February 19, 2009 · Leave a Comment

I dig Space. I always have. As a grade school student, I would take my transistor radio to the bus stop so I could listen to Mercury capsule launches. I wrote letters to Mission Control and got pictures of the original Mercury astronauts. I was nuts for astronauts.

51odok2p4dl__sl500_aa240_Why did this ancient history come to mind now? In today’s I.N.K. blog, Tanya Lee Stone writes about her upcoming book, Almost Astronauts: 13 Women Who Dared to Dream. Unlike me, these women pushed for their dream of going to space even though it was never fulfilled. I abandoned mine after I realized even leaving the earth on carnival rides made me queasy.

But I never lost my admiration of astronauts. In high school, I used the assignment in Speech class to write about a career to discuss astronauts. Of course, I had a wealth of information and was no stranger to the library to gather more. My grade: C. My teacher Ms. Streusel (really, that was her name) said being an astronaut was not a career. NOT A CAREER?! I felt like Ralphie in A Christmas Story. We both had C’s, our dreams dashed, and our teachers were nuts.

While Ralphie eventually found out that the gun he wanted for Christmas could actually shoot his eye out, my admiration for astronauts has remained as men and women make a living (definition of a career, right?) as astronauts.
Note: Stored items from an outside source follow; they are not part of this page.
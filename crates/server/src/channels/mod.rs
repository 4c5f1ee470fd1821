// BSD 3-Clause License
// Copyright (c) 2026, Virtual Cable S.L.
// All rights reserved.
//
// Redistribution and use in source and binary forms, with or without
// modification, are permitted provided that the following conditions are met:
//
// 1. Redistributions of source code must retain the above copyright notice,
//    this list of conditions and the following disclaimer.
//
// 2. Redistributions in binary form must reproduce the above copyright notice,
//    this list of conditions and the following disclaimer in the documentation
//    and/or other materials provided with the distribution.
//
// 3. Neither the name of the copyright holder nor the names of its contributors
//    may be used to endorse or promote products derived from this software
//    without specific prior written permission.
//
// THIS SOFTWARE IS PROVIDED BY THE COPYRIGHT HOLDERS AND CONTRIBUTORS "AS IS"
// AND ANY EXPRESS OR IMPLIED WARRANTIES, INCLUDING, BUT NOT LIMITED TO, THE
// IMPLIED WARRANTIES OF MERCHANTABILITY AND FITNESS FOR A PARTICULAR PURPOSE ARE
// DISCLAIMED. IN NO EVENT SHALL THE COPYRIGHT HOLDER OR CONTRIBUTORS BE LIABLE
// FOR ANY DIRECT, INDIRECT, INCIDENTAL, SPECIAL, EXEMPLARY, OR CONSEQUENTIAL
// DAMAGES (INCLUDING, BUT NOT LIMITED TO, PROCUREMENT OF SUBSTITUTE GOODS OR
// SERVICES; LOSS OF USE, DATA, OR PROFITS; OR BUSINESS INTERRUPTION) HOWEVER
// CAUSED AND ON ANY THEORY OF LIABILITY, WHETHER IN CONTRACT, STRICT LIABILITY,
// OR TORT (INCLUDING NEGLIGENCE OR OTHERWISE) ARISING IN ANY WAY OUT OF THE USE
// OF THIS SOFTWARE, EVEN IF ADVISED OF THE POSSIBILITY OF SUCH DAMAGE.

// Authors: Adolfo Gómez, dkmaster at dkmon dot com
use std::collections::HashMap;
use std::sync::{Arc, RwLock};
use std::time::Instant;

use anyhow::Result;
use futures::future::BoxFuture;
use regex::Regex;

use shared::action::{Action, Meta};
use shared::log;
use shared::node_id::parse_action_id;

use crate::context::Context;
use crate::events::ServerEvent;
use crate::server::ServerCore;
use crate::types::FinallyFn;

pub mod pattern;

pub use pattern::{ChannelPattern, Matcher};

/// Outcome of a channel access check. `WrongChannel` lets a callback
/// reject the channel name itself instead of the subscriber.
#[derive(Debug, Clone, Copy, PartialEq, Eq)]
pub enum ChannelAccess {
    Granted,
    Denied,
    WrongChannel,
}

impl From<bool> for ChannelAccess {
    fn from(granted: bool) -> Self {
        if granted {
            ChannelAccess::Granted
        } else {
            ChannelAccess::Denied
        }
    }
}

pub type ChannelAccessFn =
    Arc<dyn Fn(Context, Action, Meta) -> BoxFuture<'static, Result<ChannelAccess>> + Send + Sync>;
/// Per-subscriber predicate deciding which channel actions they receive.
pub type FilterFn =
    Arc<dyn Fn(Context, Action, Meta) -> BoxFuture<'static, Result<bool>> + Send + Sync>;
pub type FilterInitFn =
    Arc<dyn Fn(Context, Action, Meta) -> BoxFuture<'static, Result<FilterFn>> + Send + Sync>;
pub type LoadFn =
    Arc<dyn Fn(Context, Action, Meta) -> BoxFuture<'static, Result<Vec<Action>>> + Send + Sync>;

/// Builds a [`FilterFn`] from a plain async closure.
pub fn filter_fn<F, Fut>(filter: F) -> FilterFn
where
    F: Fn(Context, Action, Meta) -> Fut + Send + Sync + 'static,
    Fut: Future<Output = Result<bool>> + Send + 'static,
{
    Arc::new(move |ctx, action, meta| Box::pin(filter(ctx, action, meta)))
}

/// What a subscriber entry stores: everything, or a dynamic predicate.
#[derive(Clone)]
pub enum ChannelFilter {
    All,
    Fn(FilterFn),
}

impl ChannelFilter {
    pub fn accepts_everything(&self) -> bool {
        matches!(self, ChannelFilter::All)
    }
}

impl std::fmt::Debug for ChannelFilter {
    fn fmt(&self, f: &mut std::fmt::Formatter<'_>) -> std::fmt::Result {
        match self {
            ChannelFilter::All => f.write_str("ChannelFilter::All"),
            ChannelFilter::Fn(_) => f.write_str("ChannelFilter::Fn"),
        }
    }
}

/// Callbacks bound to one channel pattern. `access` is mandatory.
#[derive(Clone)]
pub struct ChannelCallbacks {
    pub access: ChannelAccessFn,
    pub filter: Option<FilterInitFn>,
    pub load: Option<LoadFn>,
    pub finally: Option<FinallyFn>,
}

impl ChannelCallbacks {
    pub fn new<F, Fut>(access: F) -> Self
    where
        F: Fn(Context, Action, Meta) -> Fut + Send + Sync + 'static,
        Fut: Future<Output = Result<bool>> + Send + 'static,
    {
        let access: ChannelAccessFn = Arc::new(move |ctx, action, meta| {
            let fut = access(ctx, action, meta);
            Box::pin(async move { fut.await.map(ChannelAccess::from) })
        });
        ChannelCallbacks {
            access,
            filter: None,
            load: None,
            finally: None,
        }
    }

    /// Raw constructor for callbacks that need the three-way verdict.
    pub fn with_access(access: ChannelAccessFn) -> Self {
        ChannelCallbacks {
            access,
            filter: None,
            load: None,
            finally: None,
        }
    }

    pub fn with_filter<F, Fut>(mut self, filter: F) -> Self
    where
        F: Fn(Context, Action, Meta) -> Fut + Send + Sync + 'static,
        Fut: Future<Output = Result<FilterFn>> + Send + 'static,
    {
        self.filter = Some(Arc::new(move |ctx, action, meta| {
            Box::pin(filter(ctx, action, meta))
        }));
        self
    }

    pub fn with_load<F, Fut>(mut self, load: F) -> Self
    where
        F: Fn(Context, Action, Meta) -> Fut + Send + Sync + 'static,
        Fut: Future<Output = Result<Vec<Action>>> + Send + 'static,
    {
        self.load = Some(Arc::new(move |ctx, action, meta| {
            Box::pin(load(ctx, action, meta))
        }));
        self
    }

    pub fn with_finally<F, Fut>(mut self, finally: F) -> Self
    where
        F: Fn(Context, Action, Meta) -> Fut + Send + Sync + 'static,
        Fut: Future<Output = Result<()>> + Send + 'static,
    {
        self.finally = Some(Arc::new(move |ctx, action, meta| {
            Box::pin(finally(ctx, action, meta))
        }));
        self
    }
}

/// Ordered list of channel definitions plus the terminal catch-all.
#[derive(Default)]
pub struct ChannelRegistry {
    channels: RwLock<Vec<(Matcher, Arc<ChannelCallbacks>)>>,
    other: RwLock<Option<Arc<ChannelCallbacks>>>,
}

impl ChannelRegistry {
    pub fn new() -> Self {
        ChannelRegistry::default()
    }

    pub fn add(&self, pattern: &str, callbacks: ChannelCallbacks) {
        self.channels
            .write()
            .unwrap()
            .push((Matcher::pattern(pattern), Arc::new(callbacks)));
    }

    pub fn add_regex(&self, pattern: Regex, callbacks: ChannelCallbacks) {
        self.channels
            .write()
            .unwrap()
            .push((Matcher::Regex(pattern), Arc::new(callbacks)));
    }

    pub fn set_other(&self, callbacks: ChannelCallbacks) {
        *self.other.write().unwrap() = Some(Arc::new(callbacks));
    }

    /// First matching definition wins; the catch-all matches with no params.
    pub fn find(&self, channel: &str) -> Option<(Arc<ChannelCallbacks>, HashMap<String, String>)> {
        for (matcher, callbacks) in self.channels.read().unwrap().iter() {
            if let Some(params) = matcher.matches(channel) {
                return Some((callbacks.clone(), params));
            }
        }
        self.other
            .read()
            .unwrap()
            .clone()
            .map(|callbacks| (callbacks, HashMap::new()))
    }
}

/// `logux/subscribe` flow. Runs on the dispatcher after the action was
/// added; the subscribe action itself was already admitted by the client.
pub(crate) async fn handle_subscribe(
    core: &Arc<ServerCore>,
    action: Action,
    meta: Meta,
    start: Instant,
) {
    let Some(channel) = action.channel().map(str::to_string) else {
        core.wrong_channel(&action, &meta).await;
        return;
    };
    let Some(origin) = parse_action_id(&meta.id) else {
        core.wrong_channel(&action, &meta).await;
        return;
    };
    let Some((callbacks, params)) = core.channels.find(&channel) else {
        core.wrong_channel(&action, &meta).await;
        return;
    };

    let ctx = core
        .context_for(&origin.node, &meta)
        .with_params(params);

    let mut registered = false;
    let outcome: Result<()> = async {
        match (callbacks.access)(ctx.clone(), action.clone(), meta.clone()).await? {
            ChannelAccess::WrongChannel => {
                core.wrong_channel(&action, &meta).await;
                return Ok(());
            }
            ChannelAccess::Denied => {
                core.deny(&action, &meta).await;
                return Ok(());
            }
            ChannelAccess::Granted => {}
        }

        // The authorizing client may have disconnected while access ran
        if !ctx.is_server() && core.registry.client_by_node(&origin.node.node_id).is_none() {
            core.bus.emit(ServerEvent::SubscriptionCancelled {
                channel: channel.clone(),
            });
            return Ok(());
        }

        let filter = match &callbacks.filter {
            Some(init) => {
                ChannelFilter::Fn(init(ctx.clone(), action.clone(), meta.clone()).await?)
            }
            None => ChannelFilter::All,
        };

        let new_channel = core
            .registry
            .subscribe(&channel, &origin.node.node_id, filter);
        registered = true;
        if new_channel {
            core.bus.emit(ServerEvent::Subscribing {
                channel: channel.clone(),
                node_id: origin.node.node_id.clone(),
            });
        }

        if let Some(load) = &callbacks.load {
            let initial = load(ctx.clone(), action.clone(), meta.clone()).await?;
            for initial_action in initial {
                ctx.send_back(initial_action).await?;
            }
        }

        core.bus.emit(ServerEvent::Subscribed {
            channel: channel.clone(),
            node_id: origin.node.node_id.clone(),
            latency_ms: start.elapsed().as_millis() as u64,
        });
        core.mark_as_processed(&meta).await;
        Ok(())
    }
    .await;

    if let Err(error) = outcome {
        core.bus.emit(ServerEvent::Error {
            action_id: Some(meta.id.clone()),
            message: error.to_string(),
        });
        core.undo(&meta, "error").await;
        core.debug_to_origin(&meta, &error.to_string()).await;
        if registered && core.registry.unsubscribe(&channel, &origin.node.node_id) {
            core.bus.emit(ServerEvent::Unsubscribed {
                channel: channel.clone(),
                node_id: origin.node.node_id.clone(),
            });
        }
    }

    if let Some(finally) = &callbacks.finally
        && let Err(error) = finally(ctx, action, meta).await
    {
        core.bus.emit(ServerEvent::Error {
            action_id: None,
            message: error.to_string(),
        });
    }
}

/// `logux/unsubscribe` flow: symmetric removal, always acknowledged.
pub(crate) async fn handle_unsubscribe(core: &Arc<ServerCore>, action: Action, meta: Meta) {
    let Some(channel) = action.channel().map(str::to_string) else {
        core.wrong_channel(&action, &meta).await;
        return;
    };
    let Some(origin) = parse_action_id(&meta.id) else {
        core.wrong_channel(&action, &meta).await;
        return;
    };

    if core.registry.unsubscribe(&channel, &origin.node.node_id) {
        log::debug!("{} unsubscribed from {}", origin.node.node_id, channel);
    }
    core.bus.emit(ServerEvent::Unsubscribed {
        channel,
        node_id: origin.node.node_id.clone(),
    });
    core.mark_as_processed(&meta).await;
}

#[cfg(test)]
mod tests {
    use super::*;

    #[test]
    fn test_find_in_registration_order() {
        let registry = ChannelRegistry::new();
        registry.add("user/:id", ChannelCallbacks::new(|_, _, _| async { Ok(true) }));
        registry.add_regex(
            Regex::new("^user/admin$").unwrap(),
            ChannelCallbacks::new(|_, _, _| async { Ok(false) }),
        );

        // First registration wins even though the regex also matches
        let (_, params) = registry.find("user/admin").unwrap();
        assert_eq!(params.get("id").map(String::as_str), Some("admin"));
    }

    #[test]
    fn test_find_falls_back_to_other() {
        let registry = ChannelRegistry::new();
        registry.add("user/:id", ChannelCallbacks::new(|_, _, _| async { Ok(true) }));
        assert!(registry.find("rooms/1").is_none());
        registry.set_other(ChannelCallbacks::new(|_, _, _| async { Ok(true) }));
        let (_, params) = registry.find("rooms/1").unwrap();
        assert!(params.is_empty());
    }
}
But the real modern day message to me after seeing Ms. Stone’s book was that as children’s authors, we really have a duty to give children information to pursue their dreams. There may not be a parent, teacher, or older sibling who has the time or ability to support that child’s dream. But if a child can read a book and know her goal is possible, we’ve given someone hope and perhaps made the impossible seem possible.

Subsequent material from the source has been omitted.